China’s banks are accelerating their lending too, to help offset slowing economic growth. In January the banks lent Rmb2.51 trillion of new loans, a record monthly high and far more than anticipated. McKinsey Global Institute reported this month that Chinese indebtedness quadrupled from 2007 to 2014, from $7 trillion to $28 trillion, taking total debt to 282% of GDP.

That offers a concerning mismatch.

Chinese companies are using piles of debt on sometimes already leveraged balance sheets to support M&A bids, even as the banks offering them the money see bad debts mount and their balance sheets become more stretched.

The assumption among most M&A targets, their investors, and the shareholders of all the Chinese companies making these bids is that the Chinese government is the ultimate backstop to this debt. After all, it’s in large part due to its urgings that companies are heading out to buy assets and in the process putting additional pressure on their balance sheets.

President Xi Jinping told Reuters in a written interview in October that China overseas investment would reach $1.25 trillion in the coming years in the coming decade. "The Chinese government supports Chinese companies in going global," he said. 

But that doesn’t mean all risk is shed. Instead it heightens the danger that some of China’s major companies, able to lean on seemingly limitless credit lines, overbid for assets and then struggle to make them work.

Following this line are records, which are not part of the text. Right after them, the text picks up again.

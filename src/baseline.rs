/*
Adjacency-list single-source searches used to cross-check and time the
indexed search: a lazy-deletion `BinaryHeap` Dijkstra and one backed by
`orx_priority_queue`'s decrease-key heap. Distances are `None` when
unreachable.
*/

use std::cmp::Ordering;
use std::collections::BinaryHeap;

use orx_priority_queue::*;

use crate::cost::Cost;
use crate::search::Dijkstra;

pub type Adjacency<W> = Vec<Vec<(usize, W)>>;

#[derive(Copy, Clone, PartialEq, Eq)]
struct State<W> {
    cost: W,
    node_id: usize,
}

// Min-heap by cost
impl<W: Ord> Ord for State<W> {
    fn cmp(&self, other: &Self) -> Ordering {
        // reverse ordering for min-heap
        other.cost.cmp(&self.cost)
    }
}

impl<W: Ord> PartialOrd for State<W> {
    fn partial_cmp(&self, other: &Self) -> Option<Ordering> {
        Some(self.cmp(other))
    }
}

/// Dijkstra with re-pushes instead of decrease-key; stale heap states are
/// skipped when popped.
pub fn lazy_dijkstra<W: Cost>(adj: &Adjacency<W>, start: usize) -> Vec<Option<W>> {
    let mut dist: Vec<Option<W>> = vec![None; adj.len()];
    let mut heap = BinaryHeap::new();

    dist[start] = Some(W::ZERO);
    heap.push(State {
        cost: W::ZERO,
        node_id: start,
    });

    while let Some(State { cost, node_id }) = heap.pop() {
        if dist[node_id].is_some_and(|best| cost > best) {
            continue;
        }
        for &(next, w) in &adj[node_id] {
            let next_cost = cost + w;
            if dist[next].map_or(true, |d| next_cost < d) {
                dist[next] = Some(next_cost);
                heap.push(State {
                    cost: next_cost,
                    node_id: next,
                });
            }
        }
    }
    dist
}

/// Dijkstra over `orx_priority_queue::BinaryHeapWithMap`.
pub fn orx_dijkstra<W: Cost>(adj: &Adjacency<W>, start: usize) -> Vec<Option<W>> {
    let mut dist: Vec<Option<W>> = vec![None; adj.len()];
    let mut done = vec![false; adj.len()];
    let mut pq: BinaryHeapWithMap<usize, W> = BinaryHeapWithMap::new();

    dist[start] = Some(W::ZERO);
    pq.decrease_key_or_push(&start, W::ZERO);

    while let Some((node_id, cost)) = pq.pop() {
        done[node_id] = true;
        for &(next, w) in &adj[node_id] {
            let next_cost = cost + w;
            if !done[next] && dist[next].map_or(true, |d| next_cost < d) {
                dist[next] = Some(next_cost);
                pq.decrease_key_or_push(&next, next_cost);
            }
        }
    }
    dist
}

/// The indexed-heap search over the same adjacency list.
pub fn indexed_dijkstra<W: Cost>(adj: &Adjacency<W>, start: usize) -> Vec<Option<W>> {
    let settled = Dijkstra::new()
        .with_sources([(start, W::ZERO)])
        .run_all(|&u: &usize| adj[u].iter().copied());
    (0..adj.len()).map(|v| settled.get(&v).copied()).collect()
}

#[derive(Debug, Clone, Copy, PartialEq, Eq)]
pub enum SspAlgorithm {
    Indexed,
    Lazy,
    Orx,
}

impl SspAlgorithm {
    pub fn from(string: &str) -> Option<Self> {
        match string {
            "indexed" => Some(SspAlgorithm::Indexed),
            "lazy" => Some(SspAlgorithm::Lazy),
            "orx" => Some(SspAlgorithm::Orx),
            _ => None,
        }
    }

    pub fn run<W: Cost>(&self, neighbors: &Adjacency<W>, start: usize) -> Vec<Option<W>> {
        match self {
            SspAlgorithm::Indexed => indexed_dijkstra(neighbors, start),
            SspAlgorithm::Lazy => lazy_dijkstra(neighbors, start),
            SspAlgorithm::Orx => orx_dijkstra(neighbors, start),
        }
    }
}

/// Builds an adjacency list sized to the largest node id seen.
pub fn build_adjacency_list<W: Copy>(edges: &[(usize, usize, W)]) -> Adjacency<W> {
    let max_node = edges
        .iter()
        .map(|&(u, v, _)| u.max(v))
        .max()
        .unwrap_or(0);

    let mut adj: Adjacency<W> = vec![Vec::new(); max_node + 1];
    for &(u, v, w) in edges {
        adj[u].push((v, w));
    }
    adj
}

#[cfg(test)]
mod tests {
    use super::*;
    use ordered_float::OrderedFloat;
    use rand::rngs::StdRng;
    use rand::{Rng, SeedableRng};

    #[test]
    fn sample_graph() {
        let mut neighbors: Adjacency<u32> = vec![Vec::new(); 11];
        neighbors[0] = vec![(1, 0), (2, 1), (7, 5)];
        neighbors[1] = vec![(3, 3), (4, 2)];
        neighbors[2] = vec![(4, 3), (5, 2)];
        neighbors[3] = vec![(6, 2)];
        neighbors[4] = vec![(6, 2)];
        neighbors[6] = vec![(8, 3)];
        neighbors[7] = vec![(9, 2)];
        neighbors[8] = vec![(10, 1)];
        neighbors[9] = vec![(10, 2)];

        let expected: Vec<Option<u32>> = [0, 0, 1, 3, 2, 3, 4, 5, 7, 7, 8].into_iter().map(Some).collect();
        for algorithm in [SspAlgorithm::Indexed, SspAlgorithm::Lazy, SspAlgorithm::Orx] {
            assert_eq!(algorithm.run(&neighbors, 0), expected, "{algorithm:?}");
        }
    }

    #[test]
    fn algorithms_agree_on_random_float_graphs() {
        for seed in 0..20_u64 {
            let mut rng = StdRng::seed_from_u64(0xF10A_0000 + seed);
            let n = 64;
            let edges: Vec<(usize, usize, OrderedFloat<f64>)> = (0..300)
                .map(|_| {
                    let w = (rng.random_range(0.0..100.0_f64) * 4.0).round() / 4.0;
                    (rng.random_range(0..n), rng.random_range(0..n), OrderedFloat(w))
                })
                .collect();
            let adj = build_adjacency_list(&edges);
            let src = seed as usize % adj.len();
            let indexed = SspAlgorithm::Indexed.run(&adj, src);
            assert_eq!(SspAlgorithm::Lazy.run(&adj, src), indexed, "seed={seed}");
            assert_eq!(SspAlgorithm::Orx.run(&adj, src), indexed, "seed={seed}");
        }
    }

    #[test]
    fn unknown_algorithm_name() {
        assert_eq!(SspAlgorithm::from("bmssp"), None);
        assert_eq!(SspAlgorithm::from("orx"), Some(SspAlgorithm::Orx));
    }

    #[test]
    fn adjacency_list_covers_max_node() {
        let adj = build_adjacency_list(&[(0, 3, 1u8), (2, 0, 4u8)]);
        assert_eq!(adj.len(), 4);
        assert_eq!(adj[2], vec![(0, 4)]);
    }
}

That could in turn force NPLs in the banking sector to continue upwards as the companies borrowing opt to renegotiate the payments on these debts and the state banks feel unable to foreclose on companies that buy in line with Beijing’s urgings and to which they have enormous exposure.

At a bare minimum it suggests more bank balance sheets could get loaded with the overseas debt of large companies, reducing their capacity to lend onshore. That, in turn, could crimp efforts to improve local liquidity.

China’s companies don’t possess a particularly good track record when it comes to acquisitions either, in part because so many were expensive resources-focused purchases and the commodities markets have since slumped. One example is oil and gas major Cnooc, which conducted an $15.1 billion acquisition of Canada's Nexen.

The purchase, which was funded through $4 billion in bonds as well as cash, has been a very expensive flop. It was conducted when oil was valued at $100 a barrel. It's now nearer $30 a barrel, so the company faces an uphill struggle to execute oil-sands projects.

China’s banks and company investors had best hope the country’s latest round of acquisitions are conducted with more strategic sense and sensible valuations. But given the juicy premium being offered by Zoomlion, the latter at least might be a forlorn hope.